* **WHAT TO PRODUCE**
Copy whichever lines of the data hold the word "const".
== RECORDS SHOWN
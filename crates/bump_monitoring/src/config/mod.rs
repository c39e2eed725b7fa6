use std::path::PathBuf;

use derive_getters::Getters;

/// Subpaths walked under the destination root
pub const OPTIONAL_CONFIG_PATHS: &[&str] = &["mixins/grafana_dashboards", "mixins/prometheus"];

/// Subpaths walked under the source root; these must exist
pub const REQUIRED_CONFIG_PATHS: &[&str] = &["mixins/lib/config_util.libsonnet"];

/// File extensions eligible for copying, dot included
pub const WANTED_EXTENSIONS: &[&str] = &[".jsonnet", ".libsonnet"];

/// Configuration derived from CLI arguments
#[derive(Debug, Clone, Getters)]
pub struct Config {
    source_root: PathBuf,
    destination_root: PathBuf,
}

impl Config {
    pub fn new(source_root: impl Into<PathBuf>, destination_root: impl Into<PathBuf>) -> Self {
        Self {
            source_root: source_root.into(),
            destination_root: destination_root.into(),
        }
    }
}

/// Which subpaths to walk and which extensions to keep
///
/// Built once and handed to the syncer; the defaults are the monitoring
/// mixin layout.
#[derive(Debug, Clone, PartialEq, Eq, Getters)]
pub struct SyncPlan {
    optional: Vec<PathBuf>,
    required: Vec<PathBuf>,
    extensions: Vec<String>,
}

impl SyncPlan {
    pub fn new(optional: Vec<PathBuf>, required: Vec<PathBuf>, extensions: Vec<String>) -> Self {
        Self {
            optional,
            required,
            extensions,
        }
    }
}

impl Default for SyncPlan {
    fn default() -> Self {
        Self::new(
            OPTIONAL_CONFIG_PATHS.iter().map(PathBuf::from).collect(),
            REQUIRED_CONFIG_PATHS.iter().map(PathBuf::from).collect(),
            WANTED_EXTENSIONS.iter().map(|ext| ext.to_string()).collect(),
        )
    }
}

#[cfg(test)]
mod tests {
    use super::*;

    #[test]
    fn test_default_plan_matches_mixin_layout() {
        let plan = SyncPlan::default();
        assert_eq!(
            plan.optional(),
            &vec![
                PathBuf::from("mixins/grafana_dashboards"),
                PathBuf::from("mixins/prometheus"),
            ]
        );
        assert_eq!(
            plan.required(),
            &vec![PathBuf::from("mixins/lib/config_util.libsonnet")]
        );
        assert_eq!(plan.extensions(), &vec![".jsonnet", ".libsonnet"]);
    }

    #[test]
    fn test_config_keeps_roots() {
        let config = Config::new("/tmp/src", "/tmp/dst");
        assert_eq!(config.source_root(), &PathBuf::from("/tmp/src"));
        assert_eq!(config.destination_root(), &PathBuf::from("/tmp/dst"));
    }
}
====
* **REPLY**
pub const OPTIONAL_CONFIG_PATHS: &[&str] = &["mixins/grafana_dashboards", "mixins/prometheus"];
pub const REQUIRED_CONFIG_PATHS: &[&str] = &["mixins/lib/config_util.libsonnet"];
pub const WANTED_EXTENSIONS: &[&str] = &[".jsonnet", ".libsonnet"];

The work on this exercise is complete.